OLMO v2 will require dropping python3.8 support because the required Transformers version also drops it. It will be added in a separate PR based on TransformerLens 3.
This also completes PR: #718

Fixes # (issue)

[Proposal] Compatibility for OLMo and OLMo2? #804 (partially)

Type of change

Please delete options that are not relevant.

New feature (non-breaking change which adds functionality)

Checklist:

I have commented my code, particularly in hard-to-understand areas
[] I have made corresponding changes to the documentation
My changes generate no new warnings
I have added tests that prove my fix is effective or that my feature works
New and existing unit tests pass locally with my changes
I have not rewritten tests relating to key interfaces which would affect backward compatibility

Originally from TransformerLensOrg#718.

Add OLMoE

Fix to OLMo 2 normalization

taziksh · 2025-09-29T04:50:42Z

Hey @jonasrohw, looks like you've got this feature pretty much ready to go - just seeing type check failures blocking it.
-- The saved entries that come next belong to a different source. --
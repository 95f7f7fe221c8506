pub mod currency;
pub mod token;
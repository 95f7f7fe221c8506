pub mod escrowdtos;
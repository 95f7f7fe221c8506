use bigdecimal::BigDecimal;
use chrono::{DateTime, Utc};
use serde::{Deserialize, Serialize};
use uuid::Uuid;

#[derive(Debug, Serialize, Deserialize, Clone, Copy, sqlx::Type, PartialEq, Eq, Hash)]
#[sqlx(type_name = "milestone_status", rename_all = "snake_case")]
#[serde(rename_all = "kebab-case")]
pub enum MilestoneStatus {
    Draft,
    Pending,
    Approved,
    InProgress,
    Review,
    Rejected,
    Completed,
    Paid,
    PaymentOverdue,
}

impl MilestoneStatus {
    pub fn to_str(&self) -> &str {
        match self {
            MilestoneStatus::Draft => "draft",
            MilestoneStatus::Pending => "pending",
            MilestoneStatus::Approved => "approved",
            MilestoneStatus::InProgress => "in-progress",
            MilestoneStatus::Review => "review",
            MilestoneStatus::Rejected => "rejected",
            MilestoneStatus::Completed => "completed",
            MilestoneStatus::Paid => "paid",
            MilestoneStatus::PaymentOverdue => "payment-overdue",
        }
    }

    /// A milestone in one of these states accepts a deliverable submission.
    pub fn accepts_submission(&self) -> bool {
        matches!(
            self,
            MilestoneStatus::InProgress | MilestoneStatus::Approved | MilestoneStatus::Rejected
        )
    }

    pub fn is_terminal(&self) -> bool {
        matches!(self, MilestoneStatus::Paid)
    }
}

impl std::fmt::Display for MilestoneStatus {
    fn fmt(&self, f: &mut std::fmt::Formatter<'_>) -> std::fmt::Result {
        f.write_str(self.to_str())
    }
}

#[derive(Debug, Clone, Serialize, Deserialize, sqlx::FromRow, PartialEq)]
pub struct Milestone {
    pub id: Uuid,
    pub workspace_id: Uuid,
    pub client_id: Uuid,
    pub freelancer_id: Uuid,
    pub title: String,
    pub description: String,
    pub amount: BigDecimal,
    pub currency: String,
    pub due_date: DateTime<Utc>,
    pub payment_due_date: Option<DateTime<Utc>>,
    pub status: MilestoneStatus,
    /// Gateway-side transfer recipient for the freelancer's payout.
    pub payout_recipient: Option<String>,
    pub submission_notes: Option<String>,
    pub submission_attachments: Vec<String>,
    pub submission_date: Option<DateTime<Utc>>,
    pub review_notes: Option<String>,
    pub review_date: Option<DateTime<Utc>>,
    pub version: i64,
    pub created_at: DateTime<Utc>,
    pub updated_at: DateTime<Utc>,
}

/// Fields supplied by the freelancer when a milestone is proposed.
#[derive(Debug, Clone)]
pub struct NewMilestone {
    pub workspace_id: Uuid,
    pub client_id: Uuid,
    pub title: String,
    pub description: String,
    pub amount: BigDecimal,
    pub currency: String,
    pub due_date: DateTime<Utc>,
    pub payment_due_date: Option<DateTime<Utc>>,
    pub payout_recipient: Option<String>,
    pub submit_for_approval: bool,
}

impl Milestone {
    pub fn from_new(freelancer_id: Uuid, new: NewMilestone, now: DateTime<Utc>) -> Self {
        let status = if new.submit_for_approval {
            MilestoneStatus::Pending
        } else {
            MilestoneStatus::Draft
        };

        Milestone {
            id: Uuid::new_v4(),
            workspace_id: new.workspace_id,
            client_id: new.client_id,
            freelancer_id,
            title: new.title,
            description: new.description,
            amount: new.amount,
            currency: new.currency.to_uppercase(),
            due_date: new.due_date,
            payment_due_date: new.payment_due_date,
            status,
            payout_recipient: new.payout_recipient,
            submission_notes: None,
            submission_attachments: Vec::new(),
            submission_date: None,
            review_notes: None,
            review_date: None,
            version: 0,
            created_at: now,
            updated_at: now,
        }
    }

    pub fn payment_due(&self, now: DateTime<Utc>) -> bool {
        self.payment_due_date.map(|due| due <= now).unwrap_or(false)
    }
}
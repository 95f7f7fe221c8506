// service/escrow_service.rs
use std::sync::Arc;

use bigdecimal::BigDecimal;
use num_traits::Zero;
use chrono::{DateTime, Duration, Utc};
use serde::Serialize;
use tokio::sync::OwnedMutexGuard;
use uuid::Uuid;

use crate::{
    db::escrowdb::{EscrowExt, TransitionWrite},
    models::{
        actormodel::{Actor, SystemActor},
        escrowmodel::{DisputeResolution, Escrow, EscrowEvent, EscrowStatus},
        milestonemodel::{Milestone, MilestoneStatus, NewMilestone},
    },
    service::{
        error::ServiceError,
        escrow_machine::{self, EscrowCommand, MilestoneCommand, Payout, PayoutReceipts, TransitionPlan},
        fee_policy::FeePolicy,
        pair_lock::PairLocks,
        payment_provider::{FundingOrder, OrderRequest, PaymentGateway, PaymentProof, RefundRequest, TransferRequest},
    },
    utils::currency::is_currency_code,
};

#[derive(Debug, Clone, Serialize)]
pub struct FundingInitiation {
    pub escrow: Escrow,
    pub order: FundingOrder,
}

enum Target {
    Milestone(Uuid),
    Escrow(Uuid),
}

/// A planned transition holding the pair lock, waiting for its payout and
/// commit. `milestone`/`escrow` are the rows the commit is conditioned on.
struct Prepared {
    _guard: OwnedMutexGuard<()>,
    milestone: Milestone,
    escrow: Escrow,
    plan: TransitionPlan,
}

/// Sole writer of milestones and escrows. Each command validates its input,
/// takes the pair lock, plans the transition, performs any gateway call and
/// only then commits both rows in one conditional write.
#[derive(Clone)]
pub struct EscrowService {
    store: Arc<dyn EscrowExt>,
    gateway: Arc<dyn PaymentGateway>,
    fee_policy: Arc<dyn FeePolicy>,
    locks: PairLocks,
}

impl std::fmt::Debug for EscrowService {
    fn fmt(&self, f: &mut std::fmt::Formatter<'_>) -> std::fmt::Result {
        f.debug_struct("EscrowService").field("locks", &self.locks).finish()
    }
}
I'd be interested in taking a stab at fixing those type issues if you're not actively working on it.

jonasrohw · 2025-10-02T10:19:36Z

@taziksh Yeah, I didn't have time to fix some of the type issues. Go ahead!

taziksh · 2025-10-12T03:00:13Z

@jonasrohw
I've added type checking fixes to complete the OLMo implementation in #1081. Happy to collaborate however works best!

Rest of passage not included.